Yesterday I got my free iPaq! :D It's such a beautiful thing. For those with Starhub MaxOnline and whose contract has ended. Go renew your contract and get a free iPaq! Here's a very extensive and thorough review on it. It has a silver frame (can find it easily in my bag), built-in cam, bluetooth, and wireless connectivity, which means I can surf at Macs. All the more reason to buy their stock and patronise them...
I pretty much spent the whole day reviewing movies, which in principle sounds good, but not really. Nevertheless, a romantic dinner and movie made up for that. Others may hardly call Constantine a very romantic movie, but hey, it's the company that counts. ;)
It was an excellent movie, by the way. Aside from the fact that John Constantine is actually blonde and more buff than Keanu Reeves, he handled the part pretty well, and the overall treatment was pretty true to the comic.
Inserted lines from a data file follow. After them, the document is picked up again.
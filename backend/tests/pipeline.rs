//! End-to-end checks of the validate → analyze flow through the public API.

use weatherstat::analysis::stats::mode_or_median;
use weatherstat::{
    analyze, analyze_bytes, analyze_file, analyze_text, validate_bytes, validate_text,
    AnovaResult, PipelineError, ValidationError, ValidationErrorKind,
};

const TWO_SEASONS: &str = "\
Date,Temperature,Rainfall,Station
2024-01-01,1.0,3.2,north
2024-01-02,2.0,0.0,north
2024-01-03,3.0,1.1,north
2024-06-01,25.0,0.0,north
2024-06-02,26.0,0.4,north
2024-06-03,27.0,0.0,north
";

#[test]
fn missing_columns_are_named_exactly() {
    let err = validate_text("Date,Temp\n2024-01-01,3\n").unwrap_err();

    assert_eq!(
        err,
        ValidationError::MissingColumns(vec!["Temperature".into(), "Rainfall".into()])
    );
    assert_eq!(err.kind(), ValidationErrorKind::MissingColumnsError);
    assert_eq!(err.columns(), vec!["Temperature", "Rainfall"]);
}

#[test]
fn header_only_is_empty_data() {
    let err = validate_text("Date,Temperature,Rainfall\n").unwrap_err();
    assert_eq!(err, ValidationError::EmptyData);
}

#[test]
fn blank_input_is_parse_error() {
    let err = validate_bytes(b"").unwrap_err();
    assert_eq!(err.kind(), ValidationErrorKind::ParseError);
}

#[test]
fn bad_date_is_reported_on_date_column() {
    let err = validate_text("Date,Temperature,Rainfall\nnot-a-date,3,0\n").unwrap_err();

    assert_eq!(err.kind(), ValidationErrorKind::InvalidDateError);
    assert_eq!(err.columns(), vec!["Date"]);
}

#[test]
fn bad_temperature_is_reported_on_temperature_column() {
    let err = validate_text("Date,Temperature,Rainfall\n2024-01-01,abc,0\n").unwrap_err();

    assert_eq!(err.kind(), ValidationErrorKind::InvalidNumericError);
    assert_eq!(err.columns(), vec!["Temperature"]);
}

#[test]
fn date_errors_win_over_later_numeric_errors() {
    let csv = "Date,Temperature,Rainfall\n2024-01-01,abc,0\nyesterday,3,0\n";
    let err = validate_text(csv).unwrap_err();
    assert_eq!(err.kind(), ValidationErrorKind::InvalidDateError);
}

#[test]
fn monthly_summary_months_are_distinct_and_ascending() {
    let csv = "Date,Temperature,Rainfall\n\
               2024-03-05,10,0\n\
               2024-01-05,2,0\n\
               2024-03-06,12,1\n\
               2023-01-09,4,0\n";
    let result = analyze(&validate_text(csv).unwrap()).unwrap();

    let months: Vec<u32> = result.monthly_summary.iter().map(|m| m.month).collect();
    assert_eq!(months, vec![1, 3]);
    // January pools both years
    assert_eq!(result.monthly_summary[0].mean, 3.0);
}

#[test]
fn analysis_is_deterministic() {
    let dataset = validate_text(TWO_SEASONS).unwrap();

    let first = serde_json::to_string(&analyze(&dataset).unwrap()).unwrap();
    let second = serde_json::to_string(&analyze(&dataset).unwrap()).unwrap();
    assert_eq!(first, second);
}

#[test]
fn mode_falls_back_to_median_when_all_unique() {
    assert_eq!(mode_or_median(&[1.0, 2.0, 3.0]), 2.0);

    let csv = "Date,Temperature,Rainfall\n2024-01-01,1,0\n2024-01-02,2,0\n2024-01-03,3,0\n";
    let result = analyze(&validate_text(csv).unwrap()).unwrap();
    assert_eq!(result.temperature_summary.mode, 2.0);
}

#[test]
fn single_month_gives_neutral_anova() {
    let csv = "Date,Temperature,Rainfall\n\
               2024-05-01,11,0\n\
               2024-05-02,14,2\n\
               2024-05-03,9,0\n";
    let result = analyze(&validate_text(csv).unwrap()).unwrap();

    assert_eq!(result.anova, AnovaResult::neutral());
    assert_eq!(result.anova.f_statistic, 0.0);
    assert_eq!(result.anova.p_value, 1.0);
    assert!(!result.anova.significant);
}

#[test]
fn separated_months_are_significant() {
    let result = analyze(&validate_text(TWO_SEASONS).unwrap()).unwrap();

    assert!(result.anova.significant);
    assert!(result.anova.p_value < 0.05);
    // SSB = 864, SSW = 4, F = 864 / (4 / 4)
    assert_eq!(result.anova.f_statistic, 864.0);
}

#[test]
fn means_round_half_away_from_zero() {
    let csv = "Date,Temperature,Rainfall\n2024-01-01,10.123,0\n2024-01-02,10.127,0\n";
    let result = analyze(&validate_text(csv).unwrap()).unwrap();
    assert_eq!(result.temperature_summary.mean, 10.13);
}

#[test]
fn single_record_std_serializes_as_null() {
    let csv = "Date,Temperature,Rainfall\n2024-01-01,7.5,0\n";
    let result = analyze(&validate_text(csv).unwrap()).unwrap();

    assert!(result.temperature_summary.standard_deviation.is_nan());
    let json = serde_json::to_value(&result).unwrap();
    assert!(json["temperature_summary"]["standard_deviation"].is_null());
    assert_eq!(json["temperature_summary"]["mean"], 7.5);
}

#[test]
fn semicolon_latin1_upload() {
    // "Température" column is extra and ignored; ISO-8859-1 é = 0xE9
    let mut bytes = b"Date;Temperature;Rainfall;Temp\xE9rature\n".to_vec();
    bytes.extend_from_slice(b"01/15/2024;-2.0;0;x\n");
    bytes.extend_from_slice(b"02/15/2024;4.5;1.5;y\n");

    let report = analyze_bytes(&bytes).unwrap();
    assert_eq!(report.source.delimiter, ';');
    assert_eq!(report.analysis.record_count, 2);
    assert_eq!(report.analysis.temperature_summary.mean, 1.25);
}

#[test]
fn pipeline_surfaces_validation_errors() {
    let err = analyze_text("Date,Temperature,Rainfall\n2024-01-01,1,wet\n").unwrap_err();
    match err {
        PipelineError::Validation(v) => assert_eq!(v.columns(), vec!["Rainfall"]),
        other => panic!("unexpected error: {}", other),
    }
}

#[test]
fn analyze_file_from_disk() {
    let dir = tempfile::tempdir().unwrap();
    let path = dir.path().join("weather.csv");
    std::fs::write(&path, TWO_SEASONS).unwrap();

    let report = analyze_file(&path).unwrap();
    assert_eq!(report.source.headers.len(), 4);
    assert_eq!(report.analysis.charts.temperature_trend.series.y.len(), 6);
    assert_eq!(report.analysis.charts.monthly_average.series.y, vec![2.0, 26.0]);
}
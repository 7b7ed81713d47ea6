//! Weatherstat CLI - validate and analyze daily weather CSV files
//!
//! # Commands
//!
//! ```bash
//! weatherstat analyze weather.csv      # Full analysis as JSON
//! weatherstat validate weather.csv     # Check the file only
//! weatherstat serve                    # Start HTTP server (port 3000)
//! ```
//!
//! # Debug Commands
//!
//! ```bash
//! weatherstat parse weather.csv        # Just parse CSV to JSON rows
//! ```

use clap::{Parser, Subcommand};
use std::fs;
use std::path::{Path, PathBuf};
use weatherstat::analysis::pipeline::format_delimiter;
use weatherstat::config::ServerConfig;
use weatherstat::{analyze_file, decode_content, detect_encoding, parse_file_auto, parse_table};

#[derive(Parser)]
#[command(name = "weatherstat")]
#[command(about = "Validate and analyze daily weather observations", long_about = None)]
struct Cli {
    #[command(subcommand)]
    command: Commands,
}

#[derive(Subcommand)]
enum Commands {
    /// Validate a CSV file and output the analysis as JSON
    Analyze {
        /// Input CSV file
        input: PathBuf,

        /// Output file (default: stdout)
        #[arg(short, long)]
        output: Option<PathBuf>,

        /// Single-line JSON instead of pretty-printed
        #[arg(long)]
        compact: bool,
    },

    /// Validate a CSV file without analysing it
    Validate {
        /// Input CSV file
        input: PathBuf,
    },

    /// Parse a CSV file and output JSON rows
    Parse {
        /// Input CSV file
        input: PathBuf,

        /// CSV delimiter (auto-detect if not specified)
        #[arg(short, long)]
        delimiter: Option<char>,

        /// Output file (default: stdout)
        #[arg(short, long)]
        output: Option<PathBuf>,
    },

    /// Start HTTP server
    Serve {
        /// Port to listen on (default: $WEATHERSTAT_PORT or 3000)
        #[arg(short, long)]
        port: Option<u16>,
    },
}

#[tokio::main]
async fn main() {
    // Load .env file (if present)
    dotenvy::dotenv().ok();

    let cli = Cli::parse();

    let result = match cli.command {
        Commands::Analyze {
            input,
            output,
            compact,
        } => cmd_analyze(&input, output.as_deref(), compact),

        Commands::Validate { input } => cmd_validate(&input),

        Commands::Parse {
            input,
            delimiter,
            output,
        } => cmd_parse(&input, delimiter, output.as_deref()),

        Commands::Serve { port } => cmd_serve(port).await,
    };

    if let Err(e) = result {
        eprintln!("❌ Error: {}", e);
        std::process::exit(1);
    }
}

fn cmd_analyze(
    input: &Path,
    output: Option<&Path>,
    compact: bool,
) -> Result<(), Box<dyn std::error::Error>> {
    eprintln!("📄 Analyzing: {}", input.display());

    let report = analyze_file(input)?;

    eprintln!("   Encoding: {}", report.source.encoding);
    eprintln!("   Delimiter: '{}'", format_delimiter(report.source.delimiter));
    eprintln!("   Records: {}", report.source.row_count);
    eprintln!(
        "   Period: {} → {}",
        report.source.first_date, report.source.last_date
    );

    let json = if compact {
        serde_json::to_string(&report)?
    } else {
        serde_json::to_string_pretty(&report)?
    };
    write_output(&json, output)?;

    eprintln!("\n✨ Done!");
    Ok(())
}

fn cmd_validate(input: &Path) -> Result<(), Box<dyn std::error::Error>> {
    eprintln!("✔️  Validating: {}", input.display());

    let bytes = fs::read(input)?;
    let dataset = weatherstat::validate_bytes(&bytes)?;
    let (first, last) = dataset.date_range();
    let months: Vec<String> = dataset.months().iter().map(u32::to_string).collect();

    eprintln!("\n📊 {} valid records", dataset.len());
    eprintln!("   Period: {} → {}", first, last);
    eprintln!("   Months: {}", months.join(", "));

    Ok(())
}

fn cmd_parse(
    input: &Path,
    delimiter: Option<char>,
    output: Option<&Path>,
) -> Result<(), Box<dyn std::error::Error>> {
    eprintln!("📄 Parsing CSV: {}", input.display());

    let table = match delimiter {
        Some(d) => {
            let bytes = fs::read(input)?;
            let encoding = detect_encoding(&bytes);
            let content = decode_content(&bytes, &encoding);
            parse_table(&content, d, encoding)?
        }
        None => parse_file_auto(input)?,
    };

    eprintln!("   Encoding: {}", table.encoding);
    eprintln!(
        "   Delimiter: '{}'{}",
        format_delimiter(table.delimiter),
        if delimiter.is_none() { " (auto-detected)" } else { "" }
    );
    eprintln!("   Columns: {}", table.headers.join(", "));
    eprintln!("✅ Parsed {} rows", table.rows.len());

    let json = serde_json::to_string_pretty(&table.to_json_records())?;
    write_output(&json, output)?;

    Ok(())
}

async fn cmd_serve(port: Option<u16>) -> Result<(), Box<dyn std::error::Error>> {
    let mut config = ServerConfig::from_env();
    if let Some(port) = port {
        config = config.with_port(port);
    }
    weatherstat::server::start_server(config).await
}

fn write_output(content: &str, path: Option<&Path>) -> Result<(), Box<dyn std::error::Error>> {
    match path {
        Some(p) => {
            fs::write(p, content)?;
            eprintln!("💾 Output written to: {}", p.display());
        }
        None => {
            println!("{}", content);
        }
    }
    Ok(())
}
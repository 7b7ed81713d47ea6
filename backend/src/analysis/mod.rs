//! Statistical analysis of a validated weather dataset.
//!
//! - `stats`: mean, median, mode (median fallback), sample std, rounding
//! - `grouping`: per-month partition and summary table
//! - `anova`: one-way ANOVA across months
//! - `charts`: declarative chart specifications
//! - `pipeline`: parse → validate → analyze, with progress logging

pub mod anova;
pub mod charts;
pub mod grouping;
pub mod pipeline;
pub mod stats;

pub use grouping::{group_by_month, MonthlyGroups};
pub use pipeline::{analyze_bytes, analyze_file, analyze_text, Report, SourceInfo};

use crate::error::AnalysisError;
use crate::models::{AnalysisResult, WeatherDataset};

/// Compute the full analysis bundle for `dataset`.
///
/// The dataset is trusted as validated. Either every part of the result is
/// computed or an [`AnalysisError`] is returned.
pub fn analyze(dataset: &WeatherDataset) -> Result<AnalysisResult, AnalysisError> {
    let temperature_summary = stats::summarize(&dataset.temperatures())?;

    let groups = group_by_month(dataset);
    let monthly_summary = grouping::monthly_summary(&groups)?;
    let anova = anova::test_groups(&groups.samples());
    let charts = charts::build_charts(dataset, &groups);

    Ok(AnalysisResult {
        record_count: dataset.len(),
        temperature_summary,
        monthly_summary,
        anova,
        charts,
    })
}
Kaku seems to have taken Boy's spot in my study since Boy started to run with wolves. It's so sweet to see her up close for so long. She was beginning to attain the reputation only myths have, like the Yeti or Nessie. She did hide for the longest time when Jeff came over before his foray into Velvet. I placed a plate full of food in the study and shut the door. Half an hour later I opened the door and the plate was licked clean. :D Now she's napping. :D
Sam just got stuck on the roof again. He was howling so much even Kaku woke up and went to check it out. I climbed up and retrieved him although he behaved much like a cat stuck in a tree. He held on to me for dear life and brought him back to safety.
The Blower's Daughter has been playing in my mind almost a month now since I heard it again in Novena Square one day during lunch. It is immensely haunting.
If it seems familiar, it is the opening and closing song in the movie Closer when Natalie Portman is walking across the road. Watch the music video (embedded in their website). I don't think I've ever heard a more beautiful song.
I painted tonight after a long time. I changed some colours of my Tuxie painting - it looks more surreal yet realistic now. Less severe, more earthy. As I look at it from a distance, I think I like it. I doubt I'd ever be a famous painter but at least I'd have made something for my wall that is personal and belongs to me.
I just noticed paws on the door, near the top next to Boy's photo. Really very near the top leading down. It looks like Buffy (larger paws) somehow climbed up to the top of the door and scurried down.
There is a time when you interact with someone else and you are either better for it or worse. When it is the latter, it is a terrible feeling to live with. I have learnt to live with it and lose myself in other things.
My hands are now full of paint. I was never meant to have pretty manicured fingers anyway.
As usual, it is another sleepless night. This time it is not something incomplete, but a feeling of restlessness and dissatisfaction despite a rather productive day.
It began perhaps when I asked my Dad casually over dinner whose personality I was most like: my Dad, my Mom, or my grandmother. He signalled there with his head, which most strong silent-type fathers do, indicating my grandmother. I asked, Mama? He nodded.
My grandmother, Mama as we call her, is now 95 or at least that's what it says on her IC: born 1910. Rumours have it that she is actually older, born in 1906 or 1908. Regardless, it is a grand old age despite being slightly demented and sporadically incontinent. And she has had one heck of a life.
Personality-wise, the term dragon lady must have been originally coined for her. I told my Mom what Dad said when we went to pick her up later, and she said, yeah. I was most like my grandmother, with her quick temper and occasional irrational outbursts, particularly during my teens (poor Mom). Thankfully, she quickly added, I learned to control my temper and have hence mellowed (and may I add, am no longer prone to irrational outbursts - ahem).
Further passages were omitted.